WORK TO BE COMPLETED: Both the line below containing "the aid-exchange API." and the line containing "pub const HEADER_CONTENT_TYPE: &str", along with every line between them, should be repeated exactly; no other line belongs in the answer.

TASK MATERIAL:
───
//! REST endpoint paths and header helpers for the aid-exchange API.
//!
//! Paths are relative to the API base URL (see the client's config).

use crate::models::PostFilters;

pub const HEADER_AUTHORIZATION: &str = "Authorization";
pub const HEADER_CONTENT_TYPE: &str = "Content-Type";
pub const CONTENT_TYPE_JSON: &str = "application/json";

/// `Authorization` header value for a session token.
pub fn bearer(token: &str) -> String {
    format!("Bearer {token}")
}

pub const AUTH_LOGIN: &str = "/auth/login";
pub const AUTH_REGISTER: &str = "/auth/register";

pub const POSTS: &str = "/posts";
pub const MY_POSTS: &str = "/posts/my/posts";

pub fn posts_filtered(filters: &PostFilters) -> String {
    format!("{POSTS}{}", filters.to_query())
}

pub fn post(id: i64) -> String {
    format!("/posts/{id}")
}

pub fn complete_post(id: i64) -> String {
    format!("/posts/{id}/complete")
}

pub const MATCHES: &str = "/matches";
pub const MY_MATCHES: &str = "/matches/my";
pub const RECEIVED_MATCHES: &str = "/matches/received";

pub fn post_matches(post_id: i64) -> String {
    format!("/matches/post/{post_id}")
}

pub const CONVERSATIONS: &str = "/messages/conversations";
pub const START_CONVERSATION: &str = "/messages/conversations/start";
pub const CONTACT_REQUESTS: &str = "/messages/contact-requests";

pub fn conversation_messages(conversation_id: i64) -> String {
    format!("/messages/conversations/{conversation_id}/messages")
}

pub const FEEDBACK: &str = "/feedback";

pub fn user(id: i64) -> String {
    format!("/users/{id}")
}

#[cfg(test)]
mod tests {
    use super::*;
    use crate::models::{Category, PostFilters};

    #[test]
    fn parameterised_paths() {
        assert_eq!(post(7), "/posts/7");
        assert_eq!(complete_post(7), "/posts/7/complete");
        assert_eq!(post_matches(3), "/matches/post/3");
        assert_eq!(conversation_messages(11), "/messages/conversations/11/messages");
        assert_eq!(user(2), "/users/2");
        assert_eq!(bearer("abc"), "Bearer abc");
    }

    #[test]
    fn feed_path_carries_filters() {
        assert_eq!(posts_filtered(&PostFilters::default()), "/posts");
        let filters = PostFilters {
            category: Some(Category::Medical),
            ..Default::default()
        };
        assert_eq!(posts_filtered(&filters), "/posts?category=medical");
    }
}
───
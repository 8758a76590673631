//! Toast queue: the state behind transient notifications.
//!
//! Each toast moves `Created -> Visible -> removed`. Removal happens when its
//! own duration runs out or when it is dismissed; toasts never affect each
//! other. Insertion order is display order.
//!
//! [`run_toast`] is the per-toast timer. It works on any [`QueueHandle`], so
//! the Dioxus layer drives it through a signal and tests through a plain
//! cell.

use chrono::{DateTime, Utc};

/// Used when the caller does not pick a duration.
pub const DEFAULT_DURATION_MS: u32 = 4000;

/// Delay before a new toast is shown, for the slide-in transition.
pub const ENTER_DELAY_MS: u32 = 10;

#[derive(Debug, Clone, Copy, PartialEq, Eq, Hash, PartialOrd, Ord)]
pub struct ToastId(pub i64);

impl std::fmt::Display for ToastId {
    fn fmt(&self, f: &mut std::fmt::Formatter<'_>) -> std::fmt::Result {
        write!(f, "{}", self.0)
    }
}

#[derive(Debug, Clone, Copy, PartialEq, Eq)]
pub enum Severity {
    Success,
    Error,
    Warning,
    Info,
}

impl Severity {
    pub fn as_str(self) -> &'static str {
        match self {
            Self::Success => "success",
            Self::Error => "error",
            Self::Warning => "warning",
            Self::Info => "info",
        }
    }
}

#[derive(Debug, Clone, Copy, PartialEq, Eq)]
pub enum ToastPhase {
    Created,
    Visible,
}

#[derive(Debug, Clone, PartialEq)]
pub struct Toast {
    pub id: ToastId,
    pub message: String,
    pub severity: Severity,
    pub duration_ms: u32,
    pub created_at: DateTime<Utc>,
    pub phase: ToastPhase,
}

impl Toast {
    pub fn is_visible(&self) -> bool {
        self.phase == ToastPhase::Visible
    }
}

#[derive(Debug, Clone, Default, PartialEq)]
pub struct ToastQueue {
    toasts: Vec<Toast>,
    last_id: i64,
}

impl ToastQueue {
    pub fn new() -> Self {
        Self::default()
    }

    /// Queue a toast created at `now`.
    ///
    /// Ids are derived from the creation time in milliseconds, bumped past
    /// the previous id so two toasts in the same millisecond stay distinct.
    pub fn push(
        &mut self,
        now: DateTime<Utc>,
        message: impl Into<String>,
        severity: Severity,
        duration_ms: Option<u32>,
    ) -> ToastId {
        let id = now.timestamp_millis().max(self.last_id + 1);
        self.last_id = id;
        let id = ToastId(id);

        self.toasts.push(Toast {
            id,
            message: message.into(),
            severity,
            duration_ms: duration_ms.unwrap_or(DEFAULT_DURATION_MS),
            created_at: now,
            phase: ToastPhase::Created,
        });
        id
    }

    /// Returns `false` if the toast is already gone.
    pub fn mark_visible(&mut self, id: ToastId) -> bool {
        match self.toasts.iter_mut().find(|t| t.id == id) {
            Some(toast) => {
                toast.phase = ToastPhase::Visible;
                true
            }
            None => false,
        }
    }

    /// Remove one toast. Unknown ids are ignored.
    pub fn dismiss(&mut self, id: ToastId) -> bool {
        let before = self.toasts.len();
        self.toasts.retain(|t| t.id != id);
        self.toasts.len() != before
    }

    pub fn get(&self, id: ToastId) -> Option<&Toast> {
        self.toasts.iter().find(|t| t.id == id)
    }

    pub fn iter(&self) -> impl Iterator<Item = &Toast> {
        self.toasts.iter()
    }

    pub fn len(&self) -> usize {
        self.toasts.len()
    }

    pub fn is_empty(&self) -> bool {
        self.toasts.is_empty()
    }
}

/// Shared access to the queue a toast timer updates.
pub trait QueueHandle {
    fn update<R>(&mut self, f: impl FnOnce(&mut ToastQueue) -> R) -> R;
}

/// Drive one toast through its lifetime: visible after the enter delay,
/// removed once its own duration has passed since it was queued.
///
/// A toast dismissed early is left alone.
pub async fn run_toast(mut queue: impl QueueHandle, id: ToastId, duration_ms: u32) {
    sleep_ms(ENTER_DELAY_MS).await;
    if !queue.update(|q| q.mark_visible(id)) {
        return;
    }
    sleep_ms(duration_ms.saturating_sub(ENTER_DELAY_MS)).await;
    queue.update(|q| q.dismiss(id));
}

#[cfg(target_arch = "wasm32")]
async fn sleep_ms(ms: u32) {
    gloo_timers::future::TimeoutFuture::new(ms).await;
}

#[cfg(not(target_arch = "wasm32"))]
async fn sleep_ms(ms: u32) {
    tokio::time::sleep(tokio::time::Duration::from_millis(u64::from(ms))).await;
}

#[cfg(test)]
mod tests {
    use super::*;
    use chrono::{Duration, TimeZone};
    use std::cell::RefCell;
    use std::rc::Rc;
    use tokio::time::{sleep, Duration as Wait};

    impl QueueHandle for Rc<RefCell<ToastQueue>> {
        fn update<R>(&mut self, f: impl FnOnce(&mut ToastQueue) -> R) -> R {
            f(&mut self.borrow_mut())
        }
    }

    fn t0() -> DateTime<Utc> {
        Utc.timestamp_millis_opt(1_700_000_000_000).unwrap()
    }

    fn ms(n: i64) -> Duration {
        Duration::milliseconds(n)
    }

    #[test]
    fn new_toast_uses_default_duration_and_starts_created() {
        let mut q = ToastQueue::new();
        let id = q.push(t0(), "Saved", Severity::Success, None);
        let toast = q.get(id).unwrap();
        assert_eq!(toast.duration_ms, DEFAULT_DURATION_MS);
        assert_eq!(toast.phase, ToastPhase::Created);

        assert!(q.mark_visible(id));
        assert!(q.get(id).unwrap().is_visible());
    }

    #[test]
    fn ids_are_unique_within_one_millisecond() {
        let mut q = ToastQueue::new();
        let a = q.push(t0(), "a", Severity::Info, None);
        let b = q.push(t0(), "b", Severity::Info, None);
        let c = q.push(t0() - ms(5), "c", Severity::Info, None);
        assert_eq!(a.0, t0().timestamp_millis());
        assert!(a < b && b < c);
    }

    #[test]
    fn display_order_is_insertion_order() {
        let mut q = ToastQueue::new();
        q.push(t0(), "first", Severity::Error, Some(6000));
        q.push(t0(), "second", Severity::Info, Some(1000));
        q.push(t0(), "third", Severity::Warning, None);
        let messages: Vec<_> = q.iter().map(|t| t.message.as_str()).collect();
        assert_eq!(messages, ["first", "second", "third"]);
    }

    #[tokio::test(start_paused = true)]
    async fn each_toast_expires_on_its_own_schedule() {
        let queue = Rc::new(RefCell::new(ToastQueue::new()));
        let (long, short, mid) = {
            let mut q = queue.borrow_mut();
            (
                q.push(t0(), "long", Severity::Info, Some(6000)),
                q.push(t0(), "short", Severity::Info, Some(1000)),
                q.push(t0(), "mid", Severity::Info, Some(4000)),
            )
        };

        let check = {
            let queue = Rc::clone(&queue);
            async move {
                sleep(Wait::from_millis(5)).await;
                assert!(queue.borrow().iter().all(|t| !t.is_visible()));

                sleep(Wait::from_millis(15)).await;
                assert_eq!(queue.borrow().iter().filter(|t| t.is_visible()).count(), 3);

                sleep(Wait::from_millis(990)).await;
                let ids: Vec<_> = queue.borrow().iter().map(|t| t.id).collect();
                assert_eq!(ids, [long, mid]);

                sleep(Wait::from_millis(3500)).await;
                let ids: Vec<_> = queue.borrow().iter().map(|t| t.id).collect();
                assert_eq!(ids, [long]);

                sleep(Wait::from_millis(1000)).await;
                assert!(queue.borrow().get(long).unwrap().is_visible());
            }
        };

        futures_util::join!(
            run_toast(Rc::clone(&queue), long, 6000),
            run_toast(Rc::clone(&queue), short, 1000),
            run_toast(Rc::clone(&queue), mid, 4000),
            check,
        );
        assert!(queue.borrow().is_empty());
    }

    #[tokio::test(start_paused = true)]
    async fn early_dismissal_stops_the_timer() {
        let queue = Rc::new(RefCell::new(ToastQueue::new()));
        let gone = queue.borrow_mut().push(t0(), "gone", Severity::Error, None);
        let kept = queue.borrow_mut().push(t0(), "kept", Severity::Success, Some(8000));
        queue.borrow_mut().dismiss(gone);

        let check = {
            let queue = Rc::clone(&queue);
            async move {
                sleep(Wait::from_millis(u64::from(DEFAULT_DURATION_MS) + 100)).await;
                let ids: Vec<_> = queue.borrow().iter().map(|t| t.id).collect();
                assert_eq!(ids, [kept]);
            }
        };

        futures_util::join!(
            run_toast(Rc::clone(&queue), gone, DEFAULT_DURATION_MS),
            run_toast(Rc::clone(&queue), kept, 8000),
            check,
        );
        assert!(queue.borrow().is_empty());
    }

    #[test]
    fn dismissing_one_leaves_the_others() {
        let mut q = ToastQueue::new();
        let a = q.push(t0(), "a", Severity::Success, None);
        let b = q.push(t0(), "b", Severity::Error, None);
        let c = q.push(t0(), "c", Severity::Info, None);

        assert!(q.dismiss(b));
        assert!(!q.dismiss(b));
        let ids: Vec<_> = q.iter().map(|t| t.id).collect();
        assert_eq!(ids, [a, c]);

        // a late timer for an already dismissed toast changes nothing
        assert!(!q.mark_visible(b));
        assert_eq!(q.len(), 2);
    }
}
───
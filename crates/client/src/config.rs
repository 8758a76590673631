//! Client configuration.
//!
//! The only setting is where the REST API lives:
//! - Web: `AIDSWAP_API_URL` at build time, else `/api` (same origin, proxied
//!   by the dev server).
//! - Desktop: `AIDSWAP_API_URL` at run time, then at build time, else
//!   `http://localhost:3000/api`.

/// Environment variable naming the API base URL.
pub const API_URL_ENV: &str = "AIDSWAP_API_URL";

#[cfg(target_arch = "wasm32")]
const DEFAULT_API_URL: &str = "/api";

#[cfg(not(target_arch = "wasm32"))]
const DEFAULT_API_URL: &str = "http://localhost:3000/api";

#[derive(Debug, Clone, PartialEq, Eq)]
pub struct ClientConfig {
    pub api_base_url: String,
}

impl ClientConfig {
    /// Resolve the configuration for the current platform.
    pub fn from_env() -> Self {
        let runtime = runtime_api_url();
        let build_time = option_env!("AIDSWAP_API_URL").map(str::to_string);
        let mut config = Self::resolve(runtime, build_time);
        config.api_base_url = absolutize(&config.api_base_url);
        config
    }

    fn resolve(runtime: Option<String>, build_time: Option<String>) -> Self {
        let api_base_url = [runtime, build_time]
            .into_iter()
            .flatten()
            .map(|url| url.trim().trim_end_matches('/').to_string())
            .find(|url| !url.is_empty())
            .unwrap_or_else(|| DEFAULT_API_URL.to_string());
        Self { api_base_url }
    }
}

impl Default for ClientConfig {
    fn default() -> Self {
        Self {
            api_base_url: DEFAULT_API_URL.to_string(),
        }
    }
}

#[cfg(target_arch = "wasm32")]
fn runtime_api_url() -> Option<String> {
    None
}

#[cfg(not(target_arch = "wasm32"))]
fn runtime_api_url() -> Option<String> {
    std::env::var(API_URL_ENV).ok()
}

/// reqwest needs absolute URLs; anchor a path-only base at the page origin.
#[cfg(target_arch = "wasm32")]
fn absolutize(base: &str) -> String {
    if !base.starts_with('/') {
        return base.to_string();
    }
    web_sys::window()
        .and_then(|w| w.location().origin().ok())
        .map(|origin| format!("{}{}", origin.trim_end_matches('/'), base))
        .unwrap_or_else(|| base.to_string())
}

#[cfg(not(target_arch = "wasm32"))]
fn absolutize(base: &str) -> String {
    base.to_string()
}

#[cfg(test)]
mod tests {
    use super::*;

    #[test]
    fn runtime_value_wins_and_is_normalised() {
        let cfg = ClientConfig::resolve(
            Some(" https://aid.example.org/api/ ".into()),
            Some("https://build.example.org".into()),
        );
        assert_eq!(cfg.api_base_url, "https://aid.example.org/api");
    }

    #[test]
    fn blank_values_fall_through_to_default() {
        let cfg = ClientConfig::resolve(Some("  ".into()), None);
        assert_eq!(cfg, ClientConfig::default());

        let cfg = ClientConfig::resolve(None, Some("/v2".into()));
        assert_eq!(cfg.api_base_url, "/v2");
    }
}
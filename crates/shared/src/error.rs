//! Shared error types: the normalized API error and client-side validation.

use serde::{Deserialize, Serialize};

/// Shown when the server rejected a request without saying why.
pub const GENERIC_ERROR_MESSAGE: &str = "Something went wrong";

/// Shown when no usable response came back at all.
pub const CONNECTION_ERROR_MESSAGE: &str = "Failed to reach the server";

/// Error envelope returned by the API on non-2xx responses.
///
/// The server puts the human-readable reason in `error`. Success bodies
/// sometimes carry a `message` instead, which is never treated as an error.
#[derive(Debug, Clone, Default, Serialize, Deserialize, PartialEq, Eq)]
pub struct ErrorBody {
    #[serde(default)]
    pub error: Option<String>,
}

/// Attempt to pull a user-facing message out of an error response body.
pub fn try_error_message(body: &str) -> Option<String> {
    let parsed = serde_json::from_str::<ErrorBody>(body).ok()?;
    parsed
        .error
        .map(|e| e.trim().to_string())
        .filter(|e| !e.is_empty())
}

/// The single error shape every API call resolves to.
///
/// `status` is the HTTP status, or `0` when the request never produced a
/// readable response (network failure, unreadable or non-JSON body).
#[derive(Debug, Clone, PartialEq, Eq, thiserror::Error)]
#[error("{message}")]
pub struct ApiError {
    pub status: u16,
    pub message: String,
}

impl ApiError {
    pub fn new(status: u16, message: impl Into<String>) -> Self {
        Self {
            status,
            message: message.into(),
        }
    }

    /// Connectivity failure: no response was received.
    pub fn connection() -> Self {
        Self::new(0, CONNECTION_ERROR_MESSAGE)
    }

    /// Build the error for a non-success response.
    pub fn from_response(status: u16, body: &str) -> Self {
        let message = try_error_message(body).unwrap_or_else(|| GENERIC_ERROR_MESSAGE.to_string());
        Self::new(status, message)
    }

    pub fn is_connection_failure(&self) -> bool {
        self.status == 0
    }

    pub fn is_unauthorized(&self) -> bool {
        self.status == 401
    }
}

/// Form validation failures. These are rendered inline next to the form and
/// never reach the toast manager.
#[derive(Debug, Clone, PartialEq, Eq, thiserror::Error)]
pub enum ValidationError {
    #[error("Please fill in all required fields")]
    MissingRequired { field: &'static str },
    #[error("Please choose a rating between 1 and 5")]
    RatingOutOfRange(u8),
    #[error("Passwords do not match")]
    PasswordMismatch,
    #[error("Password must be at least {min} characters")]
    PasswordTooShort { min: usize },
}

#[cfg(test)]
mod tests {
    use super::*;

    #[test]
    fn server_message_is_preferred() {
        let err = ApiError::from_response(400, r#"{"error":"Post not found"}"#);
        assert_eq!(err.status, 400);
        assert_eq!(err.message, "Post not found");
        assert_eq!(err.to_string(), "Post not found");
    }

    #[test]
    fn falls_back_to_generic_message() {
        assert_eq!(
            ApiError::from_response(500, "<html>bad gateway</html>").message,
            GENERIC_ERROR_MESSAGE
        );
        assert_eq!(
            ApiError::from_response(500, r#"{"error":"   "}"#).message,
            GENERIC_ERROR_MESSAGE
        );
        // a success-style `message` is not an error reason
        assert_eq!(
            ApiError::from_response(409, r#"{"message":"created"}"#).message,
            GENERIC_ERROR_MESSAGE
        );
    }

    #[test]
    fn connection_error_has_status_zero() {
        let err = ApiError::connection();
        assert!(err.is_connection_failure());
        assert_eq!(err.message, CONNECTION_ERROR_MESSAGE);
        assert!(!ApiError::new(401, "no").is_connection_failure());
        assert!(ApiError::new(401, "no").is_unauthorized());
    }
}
───
FINAL ANSWER:
//! REST endpoint paths and header helpers for the aid-exchange API.
//!
//! Paths are relative to the API base URL (see the client's config).

use crate::models::PostFilters;

pub const HEADER_AUTHORIZATION: &str = "Authorization";
pub const HEADER_CONTENT_TYPE: &str = "Content-Type";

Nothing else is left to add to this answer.